* **YOUR TASK**: On how many lines of the records below does the string "oldest" appear? Reply with only the number.

─── DATA TO EXAMINE

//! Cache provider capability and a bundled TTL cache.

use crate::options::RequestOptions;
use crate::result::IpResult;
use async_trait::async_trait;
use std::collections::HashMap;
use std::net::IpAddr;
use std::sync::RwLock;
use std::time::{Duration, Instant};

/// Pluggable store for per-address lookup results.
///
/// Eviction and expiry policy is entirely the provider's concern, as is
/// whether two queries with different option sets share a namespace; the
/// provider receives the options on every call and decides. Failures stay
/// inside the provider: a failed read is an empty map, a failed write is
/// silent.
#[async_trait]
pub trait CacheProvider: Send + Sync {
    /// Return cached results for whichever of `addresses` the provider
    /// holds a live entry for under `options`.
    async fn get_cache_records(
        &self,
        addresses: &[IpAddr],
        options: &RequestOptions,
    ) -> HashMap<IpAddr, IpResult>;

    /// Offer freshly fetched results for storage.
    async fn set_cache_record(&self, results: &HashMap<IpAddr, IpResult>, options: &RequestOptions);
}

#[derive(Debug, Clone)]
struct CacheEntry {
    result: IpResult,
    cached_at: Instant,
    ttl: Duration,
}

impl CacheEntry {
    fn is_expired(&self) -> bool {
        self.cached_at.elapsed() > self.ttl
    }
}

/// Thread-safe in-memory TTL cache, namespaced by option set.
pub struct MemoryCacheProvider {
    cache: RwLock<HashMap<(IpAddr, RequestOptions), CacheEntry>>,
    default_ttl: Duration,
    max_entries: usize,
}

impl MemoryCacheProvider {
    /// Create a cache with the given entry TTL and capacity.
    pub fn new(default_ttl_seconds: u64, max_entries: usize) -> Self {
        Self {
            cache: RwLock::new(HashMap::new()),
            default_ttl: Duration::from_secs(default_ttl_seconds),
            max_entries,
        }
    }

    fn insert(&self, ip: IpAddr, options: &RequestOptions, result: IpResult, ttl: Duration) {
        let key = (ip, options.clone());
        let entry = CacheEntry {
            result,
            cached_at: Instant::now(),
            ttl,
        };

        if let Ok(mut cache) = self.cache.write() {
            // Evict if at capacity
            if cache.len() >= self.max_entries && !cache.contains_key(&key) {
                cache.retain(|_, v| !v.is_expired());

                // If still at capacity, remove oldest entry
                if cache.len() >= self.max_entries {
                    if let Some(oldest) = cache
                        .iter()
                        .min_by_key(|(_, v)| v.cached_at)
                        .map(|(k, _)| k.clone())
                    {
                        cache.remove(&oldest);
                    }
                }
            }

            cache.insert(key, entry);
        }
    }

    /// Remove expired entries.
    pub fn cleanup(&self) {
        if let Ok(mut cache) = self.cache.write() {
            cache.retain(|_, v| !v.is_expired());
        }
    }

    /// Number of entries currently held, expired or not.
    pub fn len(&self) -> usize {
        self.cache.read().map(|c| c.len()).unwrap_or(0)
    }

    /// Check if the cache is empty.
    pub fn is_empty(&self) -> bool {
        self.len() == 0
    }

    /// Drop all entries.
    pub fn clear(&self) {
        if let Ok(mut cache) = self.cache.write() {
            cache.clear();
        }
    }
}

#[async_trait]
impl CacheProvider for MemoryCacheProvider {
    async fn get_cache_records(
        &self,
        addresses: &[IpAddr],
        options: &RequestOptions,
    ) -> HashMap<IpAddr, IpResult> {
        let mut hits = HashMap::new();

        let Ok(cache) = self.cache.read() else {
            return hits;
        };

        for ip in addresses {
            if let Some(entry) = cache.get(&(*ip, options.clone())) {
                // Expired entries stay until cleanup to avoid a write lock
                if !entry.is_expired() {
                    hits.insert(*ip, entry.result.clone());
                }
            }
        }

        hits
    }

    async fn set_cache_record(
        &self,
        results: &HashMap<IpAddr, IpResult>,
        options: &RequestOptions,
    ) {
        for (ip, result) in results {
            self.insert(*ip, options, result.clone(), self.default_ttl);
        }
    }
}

──────

* **TASK OUTPUT**: 3